Mas luego de anunciarse los primeros resultados de la contienda, y de verse confirmados después conforme pasaban las horas, la calma y la serenidad aquietaron nuevamente el espíritu de quienes batallamos todos estos meses con las solas armas de la memoria, la ética, la razón y el más estricto sentido de justicia. Era el merecido premio para tantas horas y días de ansiedad y preocupación, de aguardar, premunidos de una secreta esperanza platónica, el veredicto del pueblo, que con su honda sabiduría nos ha evitado la vergüenza universal de la legitimación de una de las dictaduras más horrendas y putrefactas de nuestra historia.
Contra la horda de carroñeros de la prensa hipotecada a intereses subalternos, triunfó limpiamente la decencia y la honestidad, encarnadas en este joven líder de nombre inca y raíces andinas, lo cual compromete aún más su mensaje de inclusión social y de lucha contra la pobreza en la que viven por lo menos diez millones de peruanos. No puede subsistir más la cruel paradoja de un país que, según las cifras macroeconómicas, es el que más crece en la región, mientras un importante sector de su población malvive en condiciones de estrechez, abandono y olvido secular.
Y esperanza, pues lo que ahora se nos abre para todos los peruanos es la posibilidad, históricamente tan postergada, de que un gobierno auténticamente popular administre las riendas del Estado en provecho de esas inmensas mayorías que jamás sintieron que eran tomadas siquiera en cuenta, que nunca se beneficiaron ni gozaron de lo que una privilegiada minoría usufructuó durante cerca de doscientos años, si solamente nos referimos al periodo republicano de nuestra historia.

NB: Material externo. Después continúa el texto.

//! Structured observability hooks for sweep lifecycle events.
//!
//! This module provides:
//! - Sweep- and project-scoped tracing spans
//! - Emission functions for each step of a sweep: project check, repository
//!   scan, tag decisions, plan summary, deletions
//!
//! Events carry an `event` field so they can be filtered in JSON output.

use tracing::{info, warn};

use crate::plan::DeletionPlan;

/// Span covering one sweep run.
///
/// The sweep driver attaches it to the run future with
/// `tracing::Instrument`; an entered guard would not survive the awaits.
pub fn sweep_span(sweep_id: &str) -> tracing::Span {
    tracing::info_span!("tagsweep.sweep", sweep_id = %sweep_id)
}

/// Span covering the work on one project.
pub fn project_span(project: &str) -> tracing::Span {
    tracing::info_span!("tagsweep.project", project = %project)
}

/// Emit event: sweep started with the project count and the tag rules in force.
pub fn emit_sweep_started(
    sweep_id: &str,
    projects: usize,
    keywords: &[String],
    exclude: &[String],
) {
    info!(
        event = "sweep.started",
        sweep_id = %sweep_id,
        projects = projects,
        keywords = ?keywords,
        exclude = ?exclude,
    );
}

/// Emit event: sweep finished with duration, deletion totals and listing errors.
pub fn emit_sweep_finished(
    sweep_id: &str,
    duration_ms: u64,
    deleted: usize,
    failed: usize,
    errors: usize,
) {
    info!(
        event = "sweep.finished",
        sweep_id = %sweep_id,
        duration_ms = duration_ms,
        deleted = deleted,
        failed_deletions = failed,
        errors = errors,
    );
}

/// Emit event: the registry answered 200 for the project.
pub fn emit_project_found(project: &str) {
    info!(
        event = "project.found",
        project = %project,
        "Project '{}' exists. Begin cleaning tags...",
        project
    );
}

/// Emit event: the project is skipped because the existence check did not return 200.
pub fn emit_project_missing(project: &str) {
    info!(
        event = "project.missing",
        project = %project,
        "Project '{}' does not exist or failed to retrieve. Skipping...",
        project
    );
}

/// Emit event: a repository scan is starting.
pub fn emit_repository_cleaning(project: &str, repository: &str) {
    info!(
        event = "repository.cleaning",
        project = %project,
        repository = %repository,
        "Cleaning repository '{}'...",
        repository
    );
}

/// Emit event: tag skipped because it contains an exclusion substring.
pub fn emit_tag_excluded(digest: &str, tag: &str, pattern: &str) {
    info!(event = "tag.excluded", digest = %digest, tag = %tag, pattern = %pattern);
}

/// Emit event: tag added to the deletion plan because of `keyword`.
pub fn emit_tag_matched(digest: &str, tag: &str, keyword: &str) {
    info!(event = "tag.matched", digest = %digest, tag = %tag, keyword = %keyword);
}

/// Emit event: every tag on the artifact was excluded.
pub fn emit_artifact_all_excluded(digest: &str) {
    info!(
        event = "artifact.all_excluded",
        digest = %digest,
        "Skipping artifact: all tags excluded"
    );
}

/// Emit the plan: one summary line, then one line per digest. Silent for an
/// empty plan.
pub fn emit_plan_summary(repository: &str, plan: &DeletionPlan) {
    if plan.is_empty() {
        return;
    }
    info!(
        event = "plan.summary",
        repository = %repository,
        tags = plan.len(),
        "Artifacts to delete"
    );
    for entry in plan.digests() {
        info!(
            event = "plan.entry",
            repository = %repository,
            digest = %entry.digest,
            tags = ?entry.tags,
        );
    }
}

/// Emit event: the registry confirmed a tag deletion.
pub fn emit_tag_deleted(digest: &str, tag: &str) {
    info!(event = "tag.deleted", digest = %digest, tag = %tag);
}

/// Emit event: a tag deletion failed (warning level; the sweep goes on).
pub fn emit_tag_delete_failed(digest: &str, tag: &str, error: &dyn std::fmt::Display) {
    warn!(event = "tag.delete_failed", digest = %digest, tag = %tag, error = %error);
}

/// Emit event: a listing or existence check failed; the driver decides
/// whether to go on.
pub fn emit_listing_failed(scope: &str, error: &dyn std::fmt::Display) {
    warn!(event = "listing.failed", scope = %scope, error = %error);
}
//! Record aggregation and deduplication

use crate::record::{IdentityKey, Record};
use std::collections::HashSet;

/// Running, deduplicated record set
///
/// Records are kept in first-arrival order; a record whose identity key was
/// already seen is dropped.
#[derive(Debug, Default)]
pub struct Aggregator {
    seen: HashSet<IdentityKey>,
    records: Vec<Record>,
    received: usize,
}

impl Aggregator {
    pub fn new() -> Self {
        Self::default()
    }

    /// Adds a record; returns false if it duplicates an earlier one
    pub fn push(&mut self, record: Record) -> bool {
        self.received += 1;
        if !self.seen.insert(record.identity_key()) {
            tracing::trace!("Dropping duplicate record {} ({})", record.name, record.source_url);
            return false;
        }
        self.records.push(record);
        true
    }

    /// Adds records in order; returns how many were new
    pub fn extend<I: IntoIterator<Item = Record>>(&mut self, records: I) -> usize {
        let mut added = 0;
        for record in records {
            if self.push(record) {
                added += 1;
            }
        }
        added
    }

    /// Number of records offered, duplicates included
    pub fn received(&self) -> usize {
        self.received
    }

    /// Number of unique records kept
    pub fn len(&self) -> usize {
        self.records.len()
    }

    pub fn is_empty(&self) -> bool {
        self.records.is_empty()
    }

    /// Consumes the aggregator, returning the unique records in arrival order
    pub fn finish(self) -> Vec<Record> {
        self.records
    }
}

/// Deduplicates records by identity key, keeping first occurrences in order
pub fn aggregate<I: IntoIterator<Item = Record>>(records: I) -> Vec<Record> {
    let mut aggregator = Aggregator::new();
    aggregator.extend(records);
    aggregator.finish()
}

#[cfg(test)]
mod tests {
    use super::*;
    use crate::record::Level;

    fn record(name: &str, url: &str) -> Record {
        Record::new(name, url, Level::City).unwrap()
    }

    #[test]
    fn test_first_occurrence_wins() {
        let a = record("Alpha", "https://example.com/usa/a");
        let b = record("Beta", "https://example.com/usa/b");
        let a2 = record("ALPHA", "https://example.com/usa/a/")
            .with_address(Some("other".to_string()));
        let c = record("Gamma", "https://example.com/usa/c");

        let result = aggregate(vec![a.clone(), b.clone(), a2, c.clone()]);

        assert_eq!(result, vec![a, b, c]);
    }

    #[test]
    fn test_output_size_equals_distinct_keys() {
        let input = vec![
            record("A", "https://example.com/1"),
            record("A", "https://example.com/1?ref=x"),
            record("A", "https://example.com/2"),
            record("a", "https://EXAMPLE.com/2/"),
            record("B", "https://example.com/1"),
            record("B", "https://example.com/1#frag"),
        ];

        let distinct: HashSet<_> = input.iter().map(Record::identity_key).collect();
        let result = aggregate(input);

        assert_eq!(result.len(), distinct.len());
        assert_eq!(result.len(), 3);
    }

    #[test]
    fn test_no_duplicate_keys_in_output() {
        let input: Vec<Record> = (0..50)
            .map(|i| record(&format!("Site {}", i % 7), &format!("https://example.com/{}", i % 5)))
            .collect();

        let result = aggregate(input);
        let keys: HashSet<_> = result.iter().map(Record::identity_key).collect();

        assert_eq!(keys.len(), result.len());
    }

    #[test]
    fn test_counts() {
        let mut aggregator = Aggregator::new();
        assert!(aggregator.is_empty());

        assert!(aggregator.push(record("A", "https://example.com/a")));
        assert!(!aggregator.push(record("a", "https://example.com/a/")));
        let added = aggregator.extend(vec![
            record("B", "https://example.com/b"),
            record("A", "https://example.com/a"),
        ]);

        assert_eq!(added, 1);
        assert_eq!(aggregator.received(), 4);
        assert_eq!(aggregator.len(), 2);
        assert_eq!(aggregator.finish()[1].name, "B");
    }
}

Ese porvenir, entrevisto con las ansias de lo desconocido pero con la firmeza de la fe, no puede ser desaprovechado ahora que legítimamente se ha alcanzado el derecho y el deber de ejercerlo en nombre del pueblo, con el pueblo y para el pueblo, según la vieja y sabia sentencia del gran Abraham Lincoln.
Mientras Europa se derechiza, América Latina avanza en la senda del progresismo, de la mano de gobiernos de izquierda a los que se suma ahora el de Ollanta Humala a partir del 28 de julio. El rumbo que tome, signado por una política de integración con los hermanos latinoamericanos, debe significar además asumir un rol protagónico en el desarrollo de una posición independiente frente a los grandes centros de poder, privilegiando los lazos fraternos que nos vinculan a quienes comparten con nosotros esta travesía histórica.
Lima 11 de junio de 2011.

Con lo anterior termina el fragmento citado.